EXERCISE INSTRUCTIONS. The string "message" appears in some lines of the entries that follow; copy each such line.

===== THE DATA

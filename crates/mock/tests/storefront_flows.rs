//! Call sequences the storefront issues for the recorded browser scenarios

use axum::http::{Method, StatusCode};
use pizza_common::fixtures;
use pizza_mock::{InterceptionRouter, MockRequest};
use serde_json::{json, Value};

fn call(router: &mut InterceptionRouter, method: Method, path: &str, body: Option<Value>) -> Value {
    let mut req = MockRequest::new(method, path);
    req.body = body;
    let resp = router.handle(&req).expect("storefront call is handled");
    assert_eq!(resp.status, StatusCode::OK, "{}", path);
    resp.body
}

/// Anonymous visitor picks store 1, adds a Veggie, logs in at checkout,
/// pays and verifies the pizza.
#[test]
fn order_pizza_with_login() {
    let mut router = InterceptionRouter::anonymous();

    let menu = call(&mut router, Method::GET, "/api/order/menu", None);
    let veggie = menu
        .as_array()
        .and_then(|items| items.iter().find(|i| i["id"] == 1))
        .cloned()
        .unwrap();
    assert_eq!(veggie["title"], "Veggie");

    let stores = call(&mut router, Method::GET, "/api/franchise?page=0&limit=20&name=*", None);
    assert_eq!(stores["more"], false);
    assert_eq!(stores["franchises"][0]["stores"][0]["id"], 1);

    let auth = call(
        &mut router,
        Method::PUT,
        "/api/auth",
        Some(json!({ "email": "d@jwt.com", "password": "diner" })),
    );
    assert_eq!(auth["user"]["name"], "Kai Chen");

    let order = call(
        &mut router,
        Method::POST,
        "/api/order",
        Some(json!({
            "franchiseId": 1,
            "storeId": "1",
            "items": [{ "menuId": 1, "description": veggie["title"], "price": veggie["price"] }],
        })),
    );
    assert_eq!(order["order"]["id"], 100);
    assert_eq!(order["order"]["items"].as_array().map(Vec::len), Some(1));
    let jwt = order["jwt"].as_str().unwrap().to_string();

    let verdict = call(&mut router, Method::POST, "/api/order/verify", Some(json!({ "jwt": jwt })));
    assert_eq!(verdict["message"], "valid");
    assert_eq!(verdict["payload"]["diner"]["email"], "d@jwt.com");
}

#[test]
fn franchisee_dashboard_shows_owned_franchise() {
    let mut router = InterceptionRouter::anonymous();
    let auth = call(
        &mut router,
        Method::PUT,
        "/api/auth",
        Some(json!({ "email": "f@jwt.com", "password": "franchisee" })),
    );
    let id = auth["user"]["id"].as_u64().unwrap();

    let owned = call(&mut router, Method::GET, &format!("/api/franchise/{}", id), None);
    let owned = owned.as_array().unwrap();
    assert_eq!(owned.len(), 1);
    assert_eq!(owned[0]["id"], 1);
    assert_eq!(owned[0]["name"], "pizzaPocket");
    let stores: Vec<_> = owned[0]["stores"]
        .as_array()
        .unwrap()
        .iter()
        .map(|s| s["name"].as_str().unwrap())
        .collect();
    assert_eq!(stores, ["SLC", "Provo"]);

    let store = call(
        &mut router,
        Method::POST,
        "/api/franchise/1/store",
        Some(json!({ "name": "New Store" })),
    );
    assert_eq!(store["name"], "New Store");

    let closed = call(&mut router, Method::DELETE, "/api/franchise/1/store/1", None);
    assert_eq!(closed["message"], "store deleted");
}

#[test]
fn admin_creates_and_closes_franchise() {
    let mut router = InterceptionRouter::anonymous();
    call(
        &mut router,
        Method::PUT,
        "/api/auth",
        Some(json!({ "email": "a@jwt.com", "password": "admin" })),
    );

    let list = call(&mut router, Method::GET, "/api/franchise?page=0&limit=3&name=*", None);
    assert_eq!(list["franchises"].as_array().map(Vec::len), Some(2));

    let created = call(
        &mut router,
        Method::POST,
        "/api/franchise",
        Some(json!({ "stores": [], "id": "", "name": "New Franchise", "admins": [{ "email": "t@jwt.com" }] })),
    );
    assert_eq!(created["id"], 10);
    assert_eq!(created["stores"], json!([]));
    assert_eq!(created["admins"][0]["email"], "t@jwt.com");

    let closed = call(&mut router, Method::DELETE, "/api/franchise/1", None);
    assert_eq!(closed["message"], "franchise deleted");

    // Creation and deletion never touch the catalog
    let list_after = call(&mut router, Method::GET, "/api/franchise", None);
    assert_eq!(list_after, list);
    assert_eq!(fixtures::all_franchises().len(), 2);
}

#[test]
fn diner_dashboard_history() {
    let mut router = InterceptionRouter::new(fixtures::find_identity_by_email("d@jwt.com").cloned());
    let history = call(&mut router, Method::GET, "/api/order", None);
    assert_eq!(history["dinerId"], 3);
    assert_eq!(history["orders"][0]["date"], "2024-06-05T05:14:40.000Z");
}

#[test]
fn docs_page() {
    let mut router = InterceptionRouter::anonymous();
    let docs = call(&mut router, Method::GET, "/api/docs", None);
    let methods: Vec<_> = docs["endpoints"]
        .as_array()
        .unwrap()
        .iter()
        .map(|e| e["method"].as_str().unwrap())
        .collect();
    assert_eq!(methods, ["POST", "PUT", "DELETE"]);
}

==========

RESPONSE FOR THIS EXERCISE.
    assert_eq!(verdict["message"], "valid");
    assert_eq!(closed["message"], "store deleted");
    assert_eq!(closed["message"], "franchise deleted");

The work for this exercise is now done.